If I had known that I could meet a guy as hot as Mr. Yumminess, I would've gotten in a fender-bender sooner. He was tall and lanky, filling out the plain grey t-shirt in a way that was pleasing to look at. He was running his hand through hair that was unruly in a sexy and not homeless way. But it was his eyes that got me, green like summer grass. They sucked me in so much that although I saw his lips moving, I didn't hear a word he was saying.

"What?" I finally managed to stammer out in a less than impressive manner.

"Are you okay?" he repeated. His eyes crinkled with worry, causing his lips to turn down.

"Umm, yeah, I'm fine, umm, yeah." I inwardly cringed at my less than stellar speaking ability.

No improvement was to be found as I watched Mr. Yumminess scan my body with those piercing eyes. I would've sworn that I felt them on every inch of my skin. His intense gaze had me wondering if he'd like to see me naked. This of course led me to think of him naked which made me grin like a crazy lady.

"Are you sure you're okay? You haven't said much." My internal naked fun stopped when his words finally penetrated my lust-filled brain.

"I'm fine, really!" I laughed when my voice sounded a little too high-pitched. Out of the corner of my eye I noticed the bumper of my rental. "Oh, fuck! That looks bad!" I pushed Mr. Yumminess aside as I went to inspect the crunched looking plastic. The bumper was dented and one of the tail lights was completely busted. "Good thing I took out the rental insurance." I glanced at his car which only had a small scratch. That figured.

"I'm so sorry for this. I wasn't paying attention. So many things on my mind. I'm usually a better driver than this. I'll pay for it, I swear." His adorable rambling brought me back to the present. He was tugging on his hair so hard I was worried that giant clumps would come out. Realizing things weren't getting anywhere close to naked, I put on my big girl panties and decided to take the bull by the horns. I'd regret it if I didn't.

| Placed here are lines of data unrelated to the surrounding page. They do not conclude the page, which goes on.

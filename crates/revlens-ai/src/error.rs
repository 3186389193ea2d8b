use thiserror::Error;

/// Failure talking to a hosted inference service.
///
/// Always wrapped in a `ReviewError` before leaving this crate; kept separate so
/// the HTTP status and body survive in the error message.
#[derive(Error, Debug)]
pub enum AdapterError {
    #[error("HTTP request failed: {0}")]
    Http(#[from] reqwest::Error),
    #[error("service returned {status}: {body}")]
    Server { status: u16, body: String },
    #[error("unexpected response: {0}")]
    Malformed(String),
}

impl AdapterError {
    /// Turn a non-2xx response into [`AdapterError::Server`].
    pub(crate) async fn check(resp: reqwest::Response) -> Result<reqwest::Response, Self> {
        let status = resp.status();
        if status.is_success() {
            return Ok(resp);
        }
        let body = resp.text().await.unwrap_or_default();
        Err(Self::Server {
            status: status.as_u16(),
            body,
        })
    }
}
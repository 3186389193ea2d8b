//! Page/limit normalisation for review listings.
//!
//! Invalid values reset to defaults rather than clamping to the nearest bound:
//! `limit=200` becomes 10, not 100.

use serde::{Deserialize, Serialize};

use crate::{ReviewError, ReviewRecord};

pub const DEFAULT_PAGE: i64 = 1;
pub const DEFAULT_LIMIT: i64 = 10;
pub const MAX_LIMIT: i64 = 100;

/// Normalised listing window.
#[derive(Debug, Clone, Copy, PartialEq, Eq)]
pub struct PageRequest {
    /// 1-based page number, always >= 1. Echoed back as requested.
    pub page: u64,
    /// Rows per page, always in 1..=100.
    pub limit: u32,
    /// Rows to skip: `(page - 1) * limit`, saturating at `u64::MAX`.
    pub offset: u64,
}

impl PageRequest {
    /// Apply the default-on-invalid policy and compute the offset.
    pub fn normalize(page: i64, limit: i64) -> Self {
        let page = if page < 1 { DEFAULT_PAGE } else { page };
        let limit = if !(1..=MAX_LIMIT).contains(&limit) {
            DEFAULT_LIMIT
        } else {
            limit
        };
        let page = page.unsigned_abs();
        let limit = limit as u32;
        Self {
            page,
            limit,
            offset: (page - 1).saturating_mul(u64::from(limit)),
        }
    }

    /// `ceil(total / limit)`; zero when there are no rows.
    pub fn total_pages(&self, total: u64) -> u64 {
        let limit = u64::from(self.limit);
        total.div_ceil(limit)
    }
}

impl Default for PageRequest {
    fn default() -> Self {
        Self::normalize(DEFAULT_PAGE, DEFAULT_LIMIT)
    }
}

/// Parse raw query-string values. Missing values take the defaults.
///
/// Non-integer input is a [`ReviewError::Validation`]; range problems are not,
/// they are handled by [`PageRequest::normalize`].
pub fn parse_page_params(
    page: Option<&str>,
    limit: Option<&str>,
) -> Result<(i64, i64), ReviewError> {
    fn parse(raw: Option<&str>, default: i64) -> Result<i64, ReviewError> {
        match raw {
            None => Ok(default),
            Some(s) => s
                .trim()
                .parse::<i64>()
                .map_err(|_| ReviewError::validation("Invalid page or limit parameter")),
        }
    }
    Ok((parse(page, DEFAULT_PAGE)?, parse(limit, DEFAULT_LIMIT)?))
}

/// One page of reviews, newest first.
#[derive(Debug, Clone, PartialEq, Serialize, Deserialize)]
pub struct ReviewPage {
    pub reviews: Vec<ReviewRecord>,
    pub total: u64,
    pub page: u64,
    pub limit: u32,
    pub total_pages: u64,
}

impl ReviewPage {
    pub fn assemble(request: PageRequest, total: u64, reviews: Vec<ReviewRecord>) -> Self {
        Self {
            reviews,
            total,
            page: request.page,
            limit: request.limit,
            total_pages: request.total_pages(total),
        }
    }
}

#[cfg(test)]
mod tests {
    use super::*;
    use crate::ErrorKind;

    fn triple(p: PageRequest) -> (u64, u32, u64) {
        (p.page, p.limit, p.offset)
    }

    #[test]
    fn page_below_one_clamps_to_one() {
        assert_eq!(triple(PageRequest::normalize(0, 10)), (1, 10, 0));
        assert_eq!(triple(PageRequest::normalize(-5, 10)), (1, 10, 0));
    }

    #[test]
    fn out_of_range_limit_resets_to_default() {
        assert_eq!(triple(PageRequest::normalize(2, 200)), (2, 10, 10));
        assert_eq!(triple(PageRequest::normalize(2, 101)), (2, 10, 10));
        assert_eq!(triple(PageRequest::normalize(1, 0)), (1, 10, 0));
        assert_eq!(triple(PageRequest::normalize(1, -3)), (1, 10, 0));
    }

    #[test]
    fn limit_bounds_are_inclusive() {
        assert_eq!(triple(PageRequest::normalize(1, 1)), (1, 1, 0));
        assert_eq!(triple(PageRequest::normalize(3, 100)), (3, 100, 200));
    }

    #[test]
    fn offset_from_page_and_limit() {
        assert_eq!(triple(PageRequest::normalize(3, 5)), (3, 5, 10));
    }

    #[test]
    fn huge_page_is_kept_and_offset_saturates() {
        let p = PageRequest::normalize(5_000_000_000, 10);
        assert_eq!(p.page, 5_000_000_000);
        assert_eq!(p.offset, 49_999_999_990);

        let p = PageRequest::normalize(i64::MAX, 100);
        assert_eq!(p.page, i64::MAX as u64);
        assert_eq!(p.offset, u64::MAX);
    }

    #[test]
    fn total_pages_rounds_up() {
        let p = PageRequest::normalize(3, 5);
        assert_eq!(p.total_pages(12), 3);
        assert_eq!(p.total_pages(10), 2);
        assert_eq!(p.total_pages(1), 1);
        assert_eq!(p.total_pages(0), 0);
    }

    #[test]
    fn parse_defaults_when_missing() {
        assert_eq!(parse_page_params(None, None).unwrap(), (1, 10));
        assert_eq!(parse_page_params(Some("4"), None).unwrap(), (4, 10));
    }

    #[test]
    fn parse_accepts_padded_and_negative() {
        assert_eq!(parse_page_params(Some(" 2 "), Some("-1")).unwrap(), (2, -1));
    }

    #[test]
    fn parse_rejects_non_numeric() {
        for (page, limit) in [(Some("abc"), None), (None, Some("1.5")), (Some(""), Some("10"))] {
            let err = parse_page_params(page, limit).unwrap_err();
            assert_eq!(err.kind(), ErrorKind::Validation);
            assert_eq!(err.to_string(), "Invalid page or limit parameter");
        }
    }

    #[test]
    fn assemble_reports_request_window() {
        let req = PageRequest::normalize(2, 5);
        let page = ReviewPage::assemble(req, 12, Vec::new());
        assert_eq!(page.page, 2);
        assert_eq!(page.limit, 5);
        assert_eq!(page.total, 12);
        assert_eq!(page.total_pages, 3);
    }
}
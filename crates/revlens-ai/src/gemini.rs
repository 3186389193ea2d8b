//! Key point extraction through the Gemini `generateContent` API.

use std::time::Duration;

use async_trait::async_trait;
use revlens_core::{KeyPointExtractor, KeyPoints, ReviewError, validate_review_text};
use serde::{Deserialize, Serialize};
use tracing::{debug, info};

use crate::error::AdapterError;
use crate::keypoints::{build_prompt, parse_key_points};

pub const DEFAULT_GEMINI_MODEL: &str = "gemini-2.5-flash";
pub const DEFAULT_GEMINI_BASE_URL: &str = "https://generativelanguage.googleapis.com/v1beta";

/// Environment variables checked, in order, for the Gemini API key.
pub const GEMINI_KEY_VARS: [&str; 3] = ["GEMINI_API_KEY", "GEMINI_API_TOKEN", "GOOGLE_API_KEY"];

#[derive(Debug, Clone)]
pub struct GeminiConfig {
    pub api_key: String,
    pub model: String,
    pub base_url: String,
    pub timeout: Duration,
}

impl GeminiConfig {
    pub fn new(api_key: impl Into<String>) -> Self {
        Self {
            api_key: api_key.into(),
            model: DEFAULT_GEMINI_MODEL.to_string(),
            base_url: DEFAULT_GEMINI_BASE_URL.to_string(),
            timeout: Duration::from_secs(30),
        }
    }

    /// First non-empty value among [`GEMINI_KEY_VARS`].
    pub fn api_key_from_env() -> Option<String> {
        first_non_empty(GEMINI_KEY_VARS.iter().map(|var| std::env::var(var).ok()))
    }
}

fn first_non_empty(values: impl IntoIterator<Item = Option<String>>) -> Option<String> {
    values
        .into_iter()
        .flatten()
        .map(|v| v.trim().to_string())
        .find(|v| !v.is_empty())
}

#[derive(Serialize)]
#[serde(rename_all = "camelCase")]
struct GenerateRequest<'a> {
    contents: Vec<Content<'a>>,
    generation_config: GenerationConfig,
}

#[derive(Serialize)]
struct Content<'a> {
    parts: Vec<Part<'a>>,
}

#[derive(Serialize)]
struct Part<'a> {
    text: &'a str,
}

#[derive(Serialize)]
#[serde(rename_all = "camelCase")]
struct GenerationConfig {
    temperature: f32,
    response_mime_type: &'static str,
}

#[derive(Deserialize)]
struct GenerateResponse {
    #[serde(default)]
    candidates: Vec<Candidate>,
}

#[derive(Deserialize)]
struct Candidate {
    content: Option<CandidateContent>,
}

#[derive(Deserialize)]
struct CandidateContent {
    #[serde(default)]
    parts: Vec<CandidatePart>,
}

#[derive(Deserialize)]
struct CandidatePart {
    text: Option<String>,
}

impl GenerateResponse {
    /// Concatenated text parts of the first candidate.
    fn text(self) -> String {
        self.candidates
            .into_iter()
            .next()
            .and_then(|c| c.content)
            .map(|c| c.parts.into_iter().filter_map(|p| p.text).collect())
            .unwrap_or_default()
    }
}

/// [`KeyPointExtractor`] backed by a Gemini model.
pub struct GeminiExtractor {
    client: reqwest::Client,
    url: String,
    api_key: String,
}

impl GeminiExtractor {
    pub fn new(config: GeminiConfig) -> Result<Self, AdapterError> {
        let client = reqwest::Client::builder().timeout(config.timeout).build()?;
        let url = format!(
            "{}/models/{}:generateContent",
            config.base_url.trim_end_matches('/'),
            config.model
        );
        info!(model = %config.model, "configured key point extractor");
        Ok(Self {
            client,
            url,
            api_key: config.api_key,
        })
    }

    async fn generate(&self, prompt: &str) -> Result<String, AdapterError> {
        let request = GenerateRequest {
            contents: vec![Content {
                parts: vec![Part { text: prompt }],
            }],
            generation_config: GenerationConfig {
                temperature: 0.3,
                response_mime_type: "application/json",
            },
        };

        let resp = self
            .client
            .post(&self.url)
            .header("x-goog-api-key", &self.api_key)
            .json(&request)
            .send()
            .await?;
        let body: GenerateResponse = AdapterError::check(resp).await?.json().await?;
        Ok(body.text())
    }
}

#[async_trait]
impl KeyPointExtractor for GeminiExtractor {
    async fn extract(&self, text: &str) -> Result<KeyPoints, ReviewError> {
        let text = validate_review_text(text)?;
        let raw = self
            .generate(&build_prompt(text))
            .await
            .map_err(ReviewError::extraction)?;
        debug!(len = raw.len(), "extractor response");

        parse_key_points(&raw)
            .ok_or_else(|| ReviewError::extraction(AdapterError::Malformed("empty response".into())))
    }
}
use std::io;

use thiserror::Error;

/// Failure starting or running the HTTP listener.
#[derive(Debug, Error)]
pub enum ServerError {
    #[error("failed to bind {address}: {source}")]
    Bind {
        address: String,
        #[source]
        source: io::Error,
    },
    #[error("failed to read local address: {0}")]
    LocalAddr(#[source] io::Error),
    #[error("server error: {0}")]
    Serve(#[source] io::Error),
}
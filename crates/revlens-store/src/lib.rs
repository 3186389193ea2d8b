//! Storage layer: DuckDB (durable) and in-memory review stores.

use chrono::{DateTime, Utc};

mod error;
pub use error::StoreError;

mod memory;
pub use memory::MemoryStore;

#[cfg(feature = "duckdb")]
mod duck;
#[cfg(feature = "duckdb")]
pub use duck::DuckStore;

/// Current time truncated to microseconds, the precision stores keep.
pub(crate) fn now_micros() -> DateTime<Utc> {
    let now = Utc::now();
    DateTime::from_timestamp_micros(now.timestamp_micros()).unwrap_or(now)
}
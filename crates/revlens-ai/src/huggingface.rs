//! Sentiment classification through the Hugging Face inference API.

use std::time::Duration;

use async_trait::async_trait;
use revlens_core::{ReviewError, SentimentClassifier, SentimentScore, validate_review_text};
use serde::{Deserialize, Serialize};
use tracing::{debug, info};

use crate::error::AdapterError;
use crate::labels::{MAX_INPUT_CHARS, map_label, truncate_chars};

/// Multilingual three-class model covering English and Indonesian.
pub const DEFAULT_SENTIMENT_MODEL: &str = "cardiffnlp/twitter-xlm-roberta-base-sentiment-multilingual";
pub const DEFAULT_HF_BASE_URL: &str = "https://router.huggingface.co/hf-inference/models";

#[derive(Debug, Clone)]
pub struct HfConfig {
    pub base_url: String,
    pub model: String,
    /// Bearer token; requests go out unauthenticated without one.
    pub token: Option<String>,
    pub timeout: Duration,
}

impl Default for HfConfig {
    fn default() -> Self {
        Self {
            base_url: DEFAULT_HF_BASE_URL.to_string(),
            model: DEFAULT_SENTIMENT_MODEL.to_string(),
            token: None,
            timeout: Duration::from_secs(30),
        }
    }
}

/// [`SentimentClassifier`] backed by a hosted text-classification model.
pub struct HfSentimentClassifier {
    client: reqwest::Client,
    endpoint: String,
    token: Option<String>,
}

#[derive(Serialize)]
struct InferenceRequest<'a> {
    inputs: &'a str,
}

#[derive(Debug, Deserialize)]
struct Prediction {
    label: String,
    score: f64,
}

/// The API nests predictions per input for batched calls and not otherwise.
#[derive(Deserialize)]
#[serde(untagged)]
enum InferenceResponse {
    Nested(Vec<Vec<Prediction>>),
    Flat(Vec<Prediction>),
}

impl InferenceResponse {
    fn best(self) -> Option<Prediction> {
        let predictions = match self {
            Self::Nested(batches) => batches.into_iter().next()?,
            Self::Flat(predictions) => predictions,
        };
        predictions
            .into_iter()
            .max_by(|a, b| a.score.total_cmp(&b.score))
    }
}

impl HfSentimentClassifier {
    pub fn new(config: HfConfig) -> Result<Self, AdapterError> {
        let client = reqwest::Client::builder().timeout(config.timeout).build()?;
        let endpoint = format!("{}/{}", config.base_url.trim_end_matches('/'), config.model);
        info!(endpoint = %endpoint, "configured hosted sentiment classifier");
        Ok(Self {
            client,
            endpoint,
            token: config.token,
        })
    }

    pub fn endpoint(&self) -> &str {
        &self.endpoint
    }

    async fn classify(&self, input: &str) -> Result<Prediction, AdapterError> {
        let mut req = self
            .client
            .post(&self.endpoint)
            .json(&InferenceRequest { inputs: input });
        if let Some(token) = &self.token {
            req = req.bearer_auth(token);
        }

        let resp = AdapterError::check(req.send().await?).await?;
        let body: InferenceResponse = resp.json().await?;
        body.best()
            .ok_or_else(|| AdapterError::Malformed("empty prediction list".into()))
    }
}

#[async_trait]
impl SentimentClassifier for HfSentimentClassifier {
    async fn analyze(&self, text: &str) -> Result<SentimentScore, ReviewError> {
        let text = validate_review_text(text)?;
        let input = truncate_chars(text, MAX_INPUT_CHARS);

        let best = self.classify(input).await.map_err(ReviewError::analysis)?;
        debug!(label = %best.label, score = best.score, "classifier prediction");
        SentimentScore::new(map_label(&best.label), best.score)
    }
}
//! In-memory review store.

use std::cmp::Reverse;
use std::sync::RwLock;

use async_trait::async_trait;
use chrono::{DateTime, Utc};
use revlens_core::{ReviewDraft, ReviewError, ReviewRecord, ReviewStore};

use crate::{StoreError, now_micros};

/// Process-local [`ReviewStore`], lost on exit.
///
/// Same ordering contract as the DuckDB store: newest first, ties broken by
/// id descending.
#[derive(Default)]
pub struct MemoryStore {
    inner: RwLock<Inner>,
}

#[derive(Default)]
struct Inner {
    rows: Vec<ReviewRecord>,
    last_id: i64,
}

impl Inner {
    fn window(&self, offset: u64, limit: u32) -> Vec<ReviewRecord> {
        let mut rows: Vec<&ReviewRecord> = self.rows.iter().collect();
        rows.sort_by_key(|r| Reverse((r.created_at, r.id)));
        let offset = usize::try_from(offset).unwrap_or(usize::MAX);
        rows.into_iter()
            .skip(offset)
            .take(limit as usize)
            .cloned()
            .collect()
    }
}

impl MemoryStore {
    pub fn new() -> Self {
        Self::default()
    }

    fn insert(&self, draft: ReviewDraft, created_at: DateTime<Utc>) -> Result<ReviewRecord, StoreError> {
        let mut inner = self.inner.write().map_err(|_| StoreError::Poisoned)?;
        inner.last_id += 1;
        let record = draft.into_record(inner.last_id, created_at);
        inner.rows.push(record.clone());
        Ok(record)
    }
}

#[async_trait]
impl ReviewStore for MemoryStore {
    async fn create(&self, draft: ReviewDraft) -> Result<ReviewRecord, ReviewError> {
        Ok(self.insert(draft, now_micros())?)
    }

    async fn count(&self) -> Result<u64, ReviewError> {
        let inner = self.inner.read().map_err(|_| StoreError::Poisoned)?;
        Ok(inner.rows.len() as u64)
    }

    async fn list(&self, offset: u64, limit: u32) -> Result<Vec<ReviewRecord>, ReviewError> {
        let inner = self.inner.read().map_err(|_| StoreError::Poisoned)?;
        Ok(inner.window(offset, limit))
    }

    async fn page(
        &self,
        offset: u64,
        limit: u32,
    ) -> Result<(u64, Vec<ReviewRecord>), ReviewError> {
        let inner = self.inner.read().map_err(|_| StoreError::Poisoned)?;
        Ok((inner.rows.len() as u64, inner.window(offset, limit)))
    }
}
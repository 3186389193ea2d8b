//! Seams between the pipeline and its collaborators.
//!
//! Implementations are long-lived: built once at process start, shared behind
//! `Arc`, and called concurrently from many requests.

use async_trait::async_trait;

use crate::{KeyPoints, ReviewDraft, ReviewError, ReviewRecord, SentimentScore};

/// Maps review text to a sentiment label and confidence.
#[async_trait]
pub trait SentimentClassifier: Send + Sync {
    /// Classify `text`.
    ///
    /// Blank text fails with [`ReviewError::Validation`] before any model call;
    /// every other failure is [`ReviewError::Analysis`].
    async fn analyze(&self, text: &str) -> Result<SentimentScore, ReviewError>;
}

/// Extracts 1-5 key points, in the input's language.
#[async_trait]
pub trait KeyPointExtractor: Send + Sync {
    /// Extract key points from `text`.
    ///
    /// Unparseable model output is absorbed into a single-point list; only
    /// service failures surface, as [`ReviewError::Extraction`].
    async fn extract(&self, text: &str) -> Result<KeyPoints, ReviewError>;
}

/// Durable storage of analysed reviews.
///
/// `create` is atomic. `list` returns newest first by `created_at`, ties
/// broken by `id` descending. Failures are [`ReviewError::Persistence`].
#[async_trait]
pub trait ReviewStore: Send + Sync {
    /// Persist a draft, assigning `id` and `created_at`.
    async fn create(&self, draft: ReviewDraft) -> Result<ReviewRecord, ReviewError>;

    /// Total number of stored reviews.
    async fn count(&self) -> Result<u64, ReviewError>;

    /// A window of reviews, newest first.
    async fn list(&self, offset: u64, limit: u32) -> Result<Vec<ReviewRecord>, ReviewError>;

    /// The total and a window read from one snapshot, so the window never
    /// reflects writes the total does not.
    async fn page(
        &self,
        offset: u64,
        limit: u32,
    ) -> Result<(u64, Vec<ReviewRecord>), ReviewError>;
}
//! Terminal rendering for review records and pages.

use revlens_core::{ReviewPage, ReviewRecord};

const LABEL_WIDTH: usize = 12;
const PREVIEW_CHARS: usize = 60;

// ── Single record ──

/// A vertical card: header, text, then labelled fields and key points.
pub fn render_card(record: &ReviewRecord) -> String {
    let mut out = format!("=== Review #{} ===\n", record.id);
    out.push_str(&format!("{}\n\n", record.review_text));

    field(&mut out, "sentiment", record.sentiment.as_str());
    field(&mut out, "confidence", &format!("{:.4}", record.confidence_score));
    field(
        &mut out,
        "created_at",
        &record.created_at.format("%Y-%m-%d %H:%M:%S UTC").to_string(),
    );

    out.push_str(&format!("  key points ({}):\n", record.key_points.len()));
    for (i, point) in record.key_points.as_slice().iter().enumerate() {
        out.push_str(&format!("    {}. {}\n", i + 1, point));
    }
    out
}

fn field(out: &mut String, label: &str, value: &str) {
    out.push_str(&format!("  {:<width$} {}\n", label, value, width = LABEL_WIDTH));
}

// ── Page ──

/// One line per review followed by a page footer.
pub fn render_page(page: &ReviewPage) -> String {
    if page.reviews.is_empty() {
        return format!(
            "No reviews on page {} ({} total)\n",
            page.page, page.total
        );
    }

    let mut out = format!(
        "{:>6}  {:<16}  {:<8}  {:>6}  {}\n",
        "id", "created", "label", "conf", "review"
    );
    for r in &page.reviews {
        out.push_str(&format!(
            "{:>6}  {:<16}  {:<8}  {:>6.4}  {}\n",
            r.id,
            r.created_at.format("%Y-%m-%d %H:%M"),
            r.sentiment.as_str(),
            r.confidence_score,
            preview(&r.review_text),
        ));
    }
    out.push_str(&format!(
        "page {}/{} ({} reviews, {} per page)\n",
        page.page,
        page.total_pages.max(1),
        page.total,
        page.limit
    ));
    out
}

/// First line of `text`, cut to [`PREVIEW_CHARS`] characters with an ellipsis.
fn preview(text: &str) -> String {
    let line = text.lines().next().unwrap_or_default();
    let mut chars = line.chars();
    let head: String = chars.by_ref().take(PREVIEW_CHARS).collect();
    if chars.next().is_some() || line.len() < text.len() {
        format!("{head}…")
    } else {
        head
    }
}
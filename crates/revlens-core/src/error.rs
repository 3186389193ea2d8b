use thiserror::Error;

/// Boxed error carried by the external-failure variants of [`ReviewError`].
///
/// The cause is rendered in the variant's message and is not repeated as
/// `source()`.
pub type BoxError = Box<dyn std::error::Error + Send + Sync + 'static>;

/// Failure of a single analysis or listing request.
///
/// Each variant maps to one caller-visible outcome. None of them is fatal to the
/// process: a failed request leaves other requests unaffected.
#[derive(Debug, Error)]
pub enum ReviewError {
    /// Empty review text or malformed pagination parameters. No side effects.
    #[error("{0}")]
    Validation(String),

    /// The sentiment classifier was unreachable, rejected the input, or
    /// returned something unusable.
    #[error("Sentiment analysis failed: {0}")]
    Analysis(BoxError),

    /// The key point extractor's service call failed.
    #[error("Key points extraction failed: {0}")]
    Extraction(BoxError),

    /// The store rejected the record or could not be read.
    #[error("Database error: {0}")]
    Persistence(BoxError),
}

/// Discriminant of [`ReviewError`], for callers that only need the category.
#[derive(Debug, Clone, Copy, PartialEq, Eq)]
pub enum ErrorKind {
    Validation,
    Analysis,
    Extraction,
    Persistence,
}

impl ErrorKind {
    pub fn as_str(&self) -> &'static str {
        match self {
            Self::Validation => "validation",
            Self::Analysis => "analysis",
            Self::Extraction => "extraction",
            Self::Persistence => "persistence",
        }
    }
}

impl ReviewError {
    pub fn validation(msg: impl Into<String>) -> Self {
        Self::Validation(msg.into())
    }

    pub fn analysis(err: impl Into<BoxError>) -> Self {
        Self::Analysis(err.into())
    }

    pub fn extraction(err: impl Into<BoxError>) -> Self {
        Self::Extraction(err.into())
    }

    pub fn persistence(err: impl Into<BoxError>) -> Self {
        Self::Persistence(err.into())
    }

    pub fn kind(&self) -> ErrorKind {
        match self {
            Self::Validation(_) => ErrorKind::Validation,
            Self::Analysis(_) => ErrorKind::Analysis,
            Self::Extraction(_) => ErrorKind::Extraction,
            Self::Persistence(_) => ErrorKind::Persistence,
        }
    }
}
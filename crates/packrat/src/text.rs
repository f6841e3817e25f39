//! # Bounded Text
//!
//! A fixed-capacity, inline string used by the description components.
//! Overlong input is truncated at a character boundary; the buffer never
//! allocates, so description records stay flat, copyable data.

use std::fmt;

/// Inline text buffer of at most `N` bytes.
#[derive(Clone, Copy, Debug, PartialEq, Eq)]
pub struct FixedText<const N: usize> {
    buf: [u8; N],
    len: usize,
}

impl<const N: usize> FixedText<N> {
    /// Creates an empty buffer.
    #[must_use]
    pub const fn new() -> Self {
        Self {
            buf: [0; N],
            len: 0,
        }
    }

    /// Replaces the contents, truncating at the last character boundary
    /// that fits in `N` bytes.
    pub fn set(&mut self, text: &str) {
        let mut end = text.len().min(N);
        while !text.is_char_boundary(end) {
            end -= 1;
        }
        self.buf = [0; N];
        self.buf[..end].copy_from_slice(&text.as_bytes()[..end]);
        self.len = end;
    }

    /// The stored text.
    #[must_use]
    pub fn as_str(&self) -> &str {
        // The buffer only ever holds a prefix copied from a &str, cut at
        // a character boundary.
        std::str::from_utf8(&self.buf[..self.len]).unwrap_or_default()
    }

    /// Stored length in bytes.
    #[must_use]
    pub const fn len(&self) -> usize {
        self.len
    }

    /// True when nothing is stored.
    #[must_use]
    pub const fn is_empty(&self) -> bool {
        self.len == 0
    }

    /// Maximum capacity in bytes.
    #[must_use]
    pub const fn capacity() -> usize {
        N
    }
}

impl<const N: usize> Default for FixedText<N> {
    fn default() -> Self {
        Self::new()
    }
}

impl<const N: usize> From<&str> for FixedText<N> {
    fn from(text: &str) -> Self {
        let mut fixed = Self::new();
        fixed.set(text);
        fixed
    }
}

impl<const N: usize> fmt::Display for FixedText<N> {
    fn fmt(&self, f: &mut fmt::Formatter<'_>) -> fmt::Result {
        f.write_str(self.as_str())
    }
}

Reaching out, I touched his arm to get his attention. "It's fine, really. I'm alright and this is just a car that can be fixed. I'm Bella, by the way." I stuck my hand out waiting to see what he'd do.

"Oh! I'm Edward, sorry. I ramble when I'm nervous." He smiled and I think my ovaries exploded. Where did he come from? Guys like him only existed on the photoshopped pages of GQ.

His hand was warm and soft when we shook. Again my brain took me down Lust Lane and Naked Way. Images of us wrapped in a warm cocoon of sex and blankets flooded my head, rendering me stupid mute again. It also prevented me from realizing I had yet to drop his hand until he'd had to literally pry it from my grasp.

"Um, I think we need to call the police."

The word police was enough to snap me out of my sexual haze. I was pretty sure I couldn't get arrested for lewd thoughts, but I wasn't taking any chances.

"Umm, yeah, I think we should." Since he already had his phone out, I gestured for him to make the call while I scanned the area. Seeing we were in the heart of downtown Topeka I tried to rack my brain for anything that would keep me and Mr. Yummi… err… Edward talking and close by. While I knew I was infatuated with him, there was something else that drew me to him. There was a sadness in his eyes that made him look vulnerable. As he was talking to the police, he was still running his hands through his hair, pacing back and forth with deep creases marring his forehead. The urge to get him to calm down and smooth away those furrowed lines swept aside the lust. Now, I just wanted to make him smile and take away whatever pain he was holding.

Inspiration hit as I watched him, and in seconds my camera was out and I was clicking furiously to captured his tension and hurt. The lens loved him, and I could tell that I was getting some good shots. His emotions were written all over his face and I couldn't help but focus several frames on the tightness of his lips or the sadness in his eyes as he stared off into space. Before he had ended the call I had packed my camera away.

His gentle lop of a walk made me smile and I was determined to get to know him a little more. I was a firm believer that life brings you to places and people for a reason and I felt that Edward and I were meant to meet.

"They'll be here shortly, or at least that's what the dispatcher said." Silence descended upon us as we waited on the curb.

"You know, I never asked if _you_ were okay. Are you?" I gave him an easy smile and I was happy to see him answer with one right back.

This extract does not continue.